Sarah Feinberg was nominated Tuesday by Gov. Andrew Cuomo to lead the MTA, replacing Chairman and Chief Executive Patrick Foye next month.
If approved, Feinberg would serve as chair and Janno Lieber, the current chief development officer at the MTA, would be appointed to serve as the agency’s chief executive, running day-to-day operations and overseeing capital spending.
"Sarah, Janno and Pat are not only fiercely dedicated public servants, but proven leaders who kept the metropolitan region's transportation network operating efficiently through the worst public health crisis in a generation, and thanks to their tireless efforts, our essential workers were able to get to their destinations and help save lives," Gov. Cuomo said. "Moreover, they oversaw and pushed through historic change and construction progress across the MTA, giving the system the upgrades that will better serve riders for generations. On behalf of all New Yorkers, I thank all three of them for their ongoing service and have full confidence they will continue to work their hearts out in their new roles." 
The news of the shakeup at the MTA was first reported by the Wall Street Journal.
According to the article, Foye is expected to be appointed as interim president and CEO at the state’s economic development arm, Empire State Development.
“I am proud of the way the MTA prepared for and responded to the pandemic, and the way our heroic employees – heroes moving heroes – carried first responders and essential workers to the frontlines to do their jobs," according to a written statement by Foye. "...I know the strong gains we have made will continue under Sarah and Janno’s watch."  
The changes are expected to take effect on July 30.
Feinberg led the New York City Transit Authority through the worst public health crisis in over a century.

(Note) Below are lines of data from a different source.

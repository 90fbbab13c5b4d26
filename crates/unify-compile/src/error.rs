//! Compile-time errors (error list), modeled the way the teacher's
//! `compile::error::CompileError` is: one `thiserror` enum, no position
//! formatting (that belongs to the external diagnostics layer).

use unify_core::Pos;

#[derive(Clone, Debug, thiserror::Error)]
pub enum CompileError {
    #[error("{pos}: invalid identifier")]
    InvalidIdentifier { pos: Pos },

    #[error("{pos}: reference to undeclared field {name:?}")]
    UnresolvedReference { name: String, pos: Pos },

    #[error("{pos}: alias {name:?} already declared in this scope")]
    DuplicateAlias { name: String, pos: Pos },

    #[error("{pos}: integer label out of range")]
    IntLabelOutOfRange { pos: Pos },

    /// `ErrIsExpression`: a label could not be reduced to a constant, so the
    /// caller must treat it as a dynamic/bulk-optional field instead of a
    /// plain one.
    #[error("{pos}: label is an expression, not a constant")]
    LabelIsExpression { pos: Pos },

    #[error("{pos}: malformed syntax node")]
    BadNode { pos: Pos },
}

pub type CompileResult<T> = Result<T, CompileError>;
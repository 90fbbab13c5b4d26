//! `Bottom`: the lattice least element and the evaluator's sole error
//! carrier. Every `Bottom` has a code and a chain of
//! `(Pos, message)` entries; `Pos` is opaque here since file/offset
//! resolution belongs to the external parse-tree producer — the core
//! only ever passes positions through.

use std::fmt;

/// Source position, as handed in by the parse tree (`(file, offset)`;
/// no position is `Pos::NONE`).
#[derive(Clone, Copy, PartialEq, Eq, Hash, Debug, Default)]
pub struct Pos {
    pub file: u32,
    pub offset: u32,
}

impl Pos {
    pub const NONE: Pos = Pos {
        file: u32::MAX,
        offset: u32::MAX,
    };

    pub fn is_none(self) -> bool {
        self == Self::NONE
    }
}

impl fmt::Display for Pos {
    fn fmt(&self, f: &mut fmt::Formatter<'_>) -> fmt::Result {
        if self.is_none() {
            write!(f, "-")
        } else {
            write!(f, "file{}:{}", self.file, self.offset)
        }
    }
}

/// error kinds.
#[derive(Clone, Copy, PartialEq, Eq, Debug, thiserror::Error)]
pub enum ErrorCode {
    /// Conflicting concrete values, kind mismatch, division by zero,
    /// disjunction with zero survivors, closedness violation.
    #[error("eval error")]
    Eval,
    /// Reference to a not-yet-finalized vertex, non-concrete operand to a
    /// builtin or operator, comprehension over a non-concrete source.
    #[error("incomplete")]
    Incomplete,
    /// Structural cycle: a vertex's own evaluation depends on its own
    /// finalized value.
    #[error("cycle")]
    Cycle,
    /// Raised by a builtin.
    #[error("user error")]
    User,
}

impl ErrorCode {
    pub fn is_incomplete(self) -> bool {
        matches!(self, ErrorCode::Incomplete)
    }
}

/// One link in a `Bottom`'s message chain.
#[derive(Clone, Debug, PartialEq, Eq)]
pub struct ErrorEntry {
    pub pos: Pos,
    pub message: String,
}

/// The lattice bottom: an error value that unifies to itself with anything
/// (`a & Bottom == Bottom`). Carries a code plus a chain of positioned
/// messages so `CombineRecursiveError` can merge per-child errors into
/// one tree without losing provenance.
#[derive(Clone, Debug, PartialEq, Eq)]
pub struct Bottom {
    pub code: ErrorCode,
    chain: Vec<ErrorEntry>,
}

impl Bottom {
    pub fn new(code: ErrorCode, pos: Pos, message: impl Into<String>) -> Self {
        Bottom {
            code,
            chain: vec![ErrorEntry {
                pos,
                message: message.into(),
            }],
        }
    }

    pub fn eval(pos: Pos, message: impl Into<String>) -> Self {
        Self::new(ErrorCode::Eval, pos, message)
    }

    pub fn incomplete(pos: Pos, message: impl Into<String>) -> Self {
        Self::new(ErrorCode::Incomplete, pos, message)
    }

    pub fn cycle(pos: Pos, message: impl Into<String>) -> Self {
        Self::new(ErrorCode::Cycle, pos, message)
    }

    pub fn user(pos: Pos, message: impl Into<String>) -> Self {
        Self::new(ErrorCode::User, pos, message)
    }

    pub fn is_incomplete(&self) -> bool {
        self.code.is_incomplete()
    }

    pub fn chain(&self) -> &[ErrorEntry] {
        &self.chain
    }

    /// Merge another `Bottom`'s chain into this one, deduplicating entries
    /// at the same position with the same message (disjunction
    /// survivor errors "deduplicated by source position").
    ///
    /// The combined code is `Eval` unless both sides agree on a more
    /// specific code (mirrors the non-monotonic code promotion: an
    /// `Incomplete` sibling never silently upgrades a concrete `Eval`
    /// failure, but two agreeing codes are preserved).
    pub fn combine(mut self, other: Bottom) -> Bottom {
        let code = if self.code == other.code {
            self.code
        } else {
            ErrorCode::Eval
        };
        for entry in other.chain {
            if !self.chain.contains(&entry) {
                self.chain.push(entry);
            }
        }
        Bottom {
            code,
            chain: self.chain,
        }
    }

    /// Render the full chain, one message per line, innermost first.
    pub fn render(&self) -> String {
        self.chain
            .iter()
            .map(|e| format!("{}: {}", e.pos, e.message))
            .collect::<Vec<_>>()
            .join("\n")
    }
}

impl fmt::Display for Bottom {
    fn fmt(&self, f: &mut fmt::Formatter<'_>) -> fmt::Result {
        match self.chain.first() {
            Some(e) => write!(f, "{}", e.message),
            None => write!(f, "{}", self.code),
        }
    }
}

impl std::error::Error for Bottom {}

#[cfg(test)]
mod tests {
    use super::*;

    #[test]
    fn combine_keeps_matching_code() {
        let a = Bottom::eval(Pos::NONE, "conflicting values 4 and 5");
        let b = Bottom::eval(Pos::NONE, "field not allowed");
        let c = a.combine(b);
        assert_eq!(c.code, ErrorCode::Eval);
        assert_eq!(c.chain.len(), 2);
    }

    #[test]
    fn combine_dedups_identical_entries() {
        let a = Bottom::eval(Pos::NONE, "dup");
        let b = Bottom::eval(Pos::NONE, "dup");
        let c = a.combine(b);
        assert_eq!(c.chain.len(), 1);
    }

    #[test]
    fn combine_mismatched_codes_falls_back_to_eval() {
        let a = Bottom::incomplete(Pos::NONE, "waiting");
        let b = Bottom::cycle(Pos::NONE, "looped");
        let c = a.combine(b);
        assert_eq!(c.code, ErrorCode::Eval);
    }

    #[test]
    fn incomplete_is_flagged() {
        let b = Bottom::incomplete(Pos::NONE, "x");
        assert!(b.is_incomplete());
    }
}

"I am thrilled to be stepping into a position that allows me to continue to play a significant role in how our subway and bus systems operate, but to also have even more of an impact in shaping the future of the agency, and of transportation in this city and region,” she said in a written statement. “There should be no higher priority than ensuring we are doing all we can to bring ridership back - and as ridership comes back, so will the city's economic recovery."
Lieber will serve as CEO after shaping the agency’s $51.5 billion Capital Plan and driving the agency’s construction efforts during the pandemic as president of MTA Construction & Development.
“The COVID crisis proved – once again – that mass transit is New York’s linchpin, in good times and bad,” he said in a statement. “Now we need to keep building a system that connects people from all communities to jobs, education and opportunity. I look forward to taking on this important new role and to lead MTA in support of the New York City region’s economic revival.”